On Feb 16, 2011, at 12:26 PM, Levantovsky, Vladimir wrote:

> Hello Maciej,
> Thank you very much for your thoughtful and detailed response, and welcome to the WebFonts WG.
> See comments inline.
> On Wednesday, February 16, 2011 2:28 PM Maciej Stachowiak wrote:
>> == (3) Hotlinking prevention is useful, but not a very strong license
>> enforcement mechanism ==
>> Besides protecting the hosting site's bandwidth, same-origin embedding
>> restrictions are proposed as a lightweight aid to following font
>> licenses that limit use to a single site. It is reasonable that font
>> vendors may want this, but I think we need to keep this threat in
>> perspective. Most sites wanting to make unauthorized use of a font will
>> simply download it and host it from their own site. Same-origin
>> restrictions will do nothing to prevent that. Hotlinking seems like a
>> less likely scenario for license violation.

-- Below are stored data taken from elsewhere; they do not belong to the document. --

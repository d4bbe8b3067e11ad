//! Repository configuration file support.
//!
//! This module provides utilities for reading repository and engine
//! configuration from TOML configuration files.
//!
//! ```toml
//! [repository]
//! type = "json"
//! data_path = "data/stars.json"
//!
//! [engine]
//! proximity_threshold = 2.0
//! top_movers = 10
//! ```

use serde::{Deserialize, Serialize};
use std::fs;
use std::path::{Path, PathBuf};
use std::str::FromStr;

use super::factory::RepositoryType;
use super::repository::RepositoryError;
use crate::config::EngineConfig;

/// Repository configuration from file.
#[derive(Debug, Clone, Serialize, Deserialize)]
pub struct RepositoryConfig {
    pub repository: RepositorySettings,
    #[serde(default)]
    pub engine: EngineConfig,
}

/// Repository type settings.
#[derive(Debug, Clone, Serialize, Deserialize)]
pub struct RepositorySettings {
    #[serde(rename = "type")]
    pub repo_type: String,
    #[serde(default)]
    pub data_path: Option<PathBuf>,
}

impl RepositoryConfig {
    /// Load repository configuration from a TOML file.
    ///
    /// The `[engine]` section is validated before returning.
    pub fn from_file<P: AsRef<Path>>(path: P) -> Result<Self, RepositoryError> {
        let content = fs::read_to_string(path.as_ref()).map_err(|e| {
            RepositoryError::configuration(format!("Failed to read config file: {}", e))
        })?;

        Self::from_toml_str(&content)
    }

    /// Parse configuration from TOML text.
    pub fn from_toml_str(content: &str) -> Result<Self, RepositoryError> {
        let config: RepositoryConfig = toml::from_str(content).map_err(|e| {
            RepositoryError::configuration(format!("Failed to parse config file: {}", e))
        })?;

        config.engine.validate()?;
        Ok(config)
    }

    /// First existing `repository.toml` in the standard locations:
    /// the current directory, `backend/`, then the parent directory.
    pub fn default_location_path() -> Option<PathBuf> {
        [
            PathBuf::from("repository.toml"),
            PathBuf::from("backend/repository.toml"),
            PathBuf::from("../repository.toml"),
        ]
        .into_iter()
        .find(|path| path.exists())
    }

    /// Get the repository type from configuration.
    pub fn repository_type(&self) -> Result<RepositoryType, String> {
        RepositoryType::from_str(&self.repository.repo_type)
    }

    /// Dataset path, resolved against `base_dir` when relative.
    pub fn data_path(&self, base_dir: Option<&Path>) -> Option<PathBuf> {
        let path = self.repository.data_path.as_ref()?;
        match base_dir {
            Some(base) if path.is_relative() && !base.as_os_str().is_empty() => {
                Some(base.join(path))
            }
            _ => Some(path.clone()),
        }
    }
}
//! Order statistics and weighted aggregation helpers.
//!
//! Functions taking `sorted` expect ascending input; sorting is the caller's
//! job (see [`sorted_finite`]).

use serde::{Deserialize, Serialize};

/// Lower and upper quartile of a sample.
#[derive(Debug, Clone, Copy, PartialEq, Serialize, Deserialize)]
pub struct Quartiles {
    pub q1: Option<f64>,
    pub q3: Option<f64>,
}

/// Weighted mean and variance of one contract's measure ratings.
#[derive(Debug, Clone, Copy, PartialEq, Serialize, Deserialize)]
pub struct WeightedStats {
    pub mean: f64,
    pub variance: f64,
    pub total_weight: f64,
    pub count: usize,
}

/// Keep finite values and sort ascending.
pub fn sorted_finite<I>(values: I) -> Vec<f64>
where
    I: IntoIterator<Item = f64>,
{
    let mut sorted: Vec<f64> = values.into_iter().filter(|v| v.is_finite()).collect();
    sorted.sort_by(|a, b| a.total_cmp(b));
    sorted
}

/// Round half away from zero to `decimals` places.
pub fn round_to(value: f64, decimals: u32) -> f64 {
    let factor = 10f64.powi(decimals as i32);
    (value * factor).round() / factor
}

/// Median of a sorted sample; `None` when empty.
pub fn median(sorted: &[f64]) -> Option<f64> {
    let n = sorted.len();
    if n == 0 {
        return None;
    }
    if n % 2 == 0 {
        Some((sorted[n / 2 - 1] + sorted[n / 2]) / 2.0)
    } else {
        Some(sorted[n / 2])
    }
}

/// Quartiles as medians of the lower and upper halves.
///
/// With an odd count the middle element belongs to neither half.
pub fn quartiles(sorted: &[f64]) -> Quartiles {
    let n = sorted.len();
    if n < 2 {
        return Quartiles { q1: None, q3: None };
    }
    let lower = &sorted[..n / 2];
    let upper = &sorted[(n + 1) / 2..];
    Quartiles {
        q1: median(lower),
        q3: median(upper),
    }
}

/// Percent of the sample at or below `target`, rounded to 2 decimals.
///
/// Ties count toward the rank.
pub fn percentile_rank(sorted: &[f64], target: Option<f64>) -> Option<f64> {
    let target = target?;
    if sorted.is_empty() || target.is_nan() {
        return None;
    }
    let rank = sorted.partition_point(|v| *v <= target);
    Some(round_to(rank as f64 / sorted.len() as f64 * 100.0, 2))
}

/// Value at percentile `p` (0..=100), interpolating linearly between ranks.
pub fn percentile_value(sorted: &[f64], p: f64) -> Option<f64> {
    if sorted.is_empty() || !p.is_finite() {
        return None;
    }
    let p = p.clamp(0.0, 100.0);
    let position = p / 100.0 * (sorted.len() - 1) as f64;
    let lower = position.floor() as usize;
    let upper = position.ceil() as usize;
    if lower == upper {
        return Some(sorted[lower]);
    }
    let fraction = position - lower as f64;
    Some(sorted[lower] + (sorted[upper] - sorted[lower]) * fraction)
}

fn usable_pairs(pairs: &[(Option<f64>, f64)]) -> impl Iterator<Item = (f64, f64)> + '_ {
    pairs.iter().filter_map(|(value, weight)| {
        let value = (*value)?;
        (value.is_finite() && weight.is_finite() && *weight > 0.0).then_some((value, *weight))
    })
}

/// Weighted mean and (population) weighted variance.
///
/// Pairs with a missing or non-finite value, or a non-positive weight, are
/// skipped. Zero total weight yields `None`.
pub fn weighted_stats(pairs: &[(Option<f64>, f64)]) -> Option<WeightedStats> {
    let mut total_weight = 0.0;
    let mut weighted_sum = 0.0;
    let mut count = 0;
    for (value, weight) in usable_pairs(pairs) {
        total_weight += weight;
        weighted_sum += value * weight;
        count += 1;
    }

    if total_weight <= 0.0 {
        return None;
    }

    let mean = weighted_sum / total_weight;
    let variance = usable_pairs(pairs)
        .map(|(value, weight)| weight * (value - mean).powi(2))
        .sum::<f64>()
        / total_weight;

    Some(WeightedStats {
        mean,
        variance,
        total_weight,
        count,
    })
}

pub fn weighted_mean(pairs: &[(Option<f64>, f64)]) -> Option<f64> {
    weighted_stats(pairs).map(|s| s.mean)
}

pub fn weighted_variance(pairs: &[(Option<f64>, f64)]) -> Option<f64> {
    weighted_stats(pairs).map(|s| s.variance)
}

/// Share of `part` in `total` as a percentage; 0 when `total` is 0.
pub fn percentage(part: usize, total: usize) -> f64 {
    if total == 0 {
        0.0
    } else {
        part as f64 / total as f64 * 100.0
    }
}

> I agree with you that hotlinking prevention is useful for all resource types, but there are some special considerations that I believe are warranted for fonts. First and foremost, there are specific security concerns - fonts provide very fruitful grounds for malware, and allowing font hotlinking (or embedding, as you explained in your excellent Web platform overview) would, undoubtfully, create security risks. We already know how powerful font exploits can be:
> http://news.cnet.com/8301-31021_3-20012511-260.html

Same-origin restrictions are not a defense against code execution exploits of this type. The attacker can host the font on their own server, or, if trying to inject into someone else's content, serve it with the CORS header. So this is not a relevant consideration.